Stored data entries
....................
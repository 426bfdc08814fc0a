//! Configuration loaded from environment variables.

use std::env;
use std::net::SocketAddr;

use database::Database;

/// CRM server configuration.
#[derive(Debug, Clone)]
pub struct Config {
    /// Server bind address.
    pub addr: SocketAddr,
    /// SQLite database URL.
    pub database_url: String,
    /// Maximum pooled database connections.
    pub pool_size: u32,
}

impl Config {
    /// Load configuration from environment variables.
    ///
    /// | Variable | Description | Default |
    /// |----------|-------------|---------|
    /// | `CRM_ADDR` | Server bind address | `127.0.0.1:3000` |
    /// | `SQLITE_PATH` | SQLite database URL | `sqlite:crm.db?mode=rwc` |
    /// | `DB_POOL_SIZE` | Pooled connections | `20` |
    pub fn from_env() -> Result<Self, ConfigError> {
        Self::from_lookup(|key| env::var(key).ok())
    }

    /// Load configuration through a variable lookup function.
    pub fn from_lookup<F>(lookup: F) -> Result<Self, ConfigError>
    where
        F: Fn(&str) -> Option<String>,
    {
        let addr = lookup("CRM_ADDR")
            .unwrap_or_else(|| "127.0.0.1:3000".to_string())
            .parse()
            .map_err(|_| ConfigError::InvalidAddr)?;

        let database_url = lookup("SQLITE_PATH")
            .unwrap_or_else(|| "sqlite:crm.db?mode=rwc".to_string());

        let pool_size = match lookup("DB_POOL_SIZE") {
            Some(raw) => raw
                .trim()
                .parse::<u32>()
                .ok()
                .filter(|size| *size > 0)
                .ok_or(ConfigError::InvalidPoolSize(raw))?,
            None => Database::DEFAULT_POOL_SIZE,
        };

        Ok(Self {
            addr,
            database_url,
            pool_size,
        })
    }
}

/// Configuration errors.
#[derive(Debug, thiserror::Error)]
pub enum ConfigError {
    #[error("Invalid CRM_ADDR format")]
    InvalidAddr,

    #[error("Invalid DB_POOL_SIZE: {0}")]
    InvalidPoolSize(String),
}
....................
**YOUR INSTRUCTIONS**
Your answer should consist of copies of the lines above that include the string "Debug".

**OUTPUT**
#[derive(Debug, Clone)]
#[derive(Debug, thiserror::Error)]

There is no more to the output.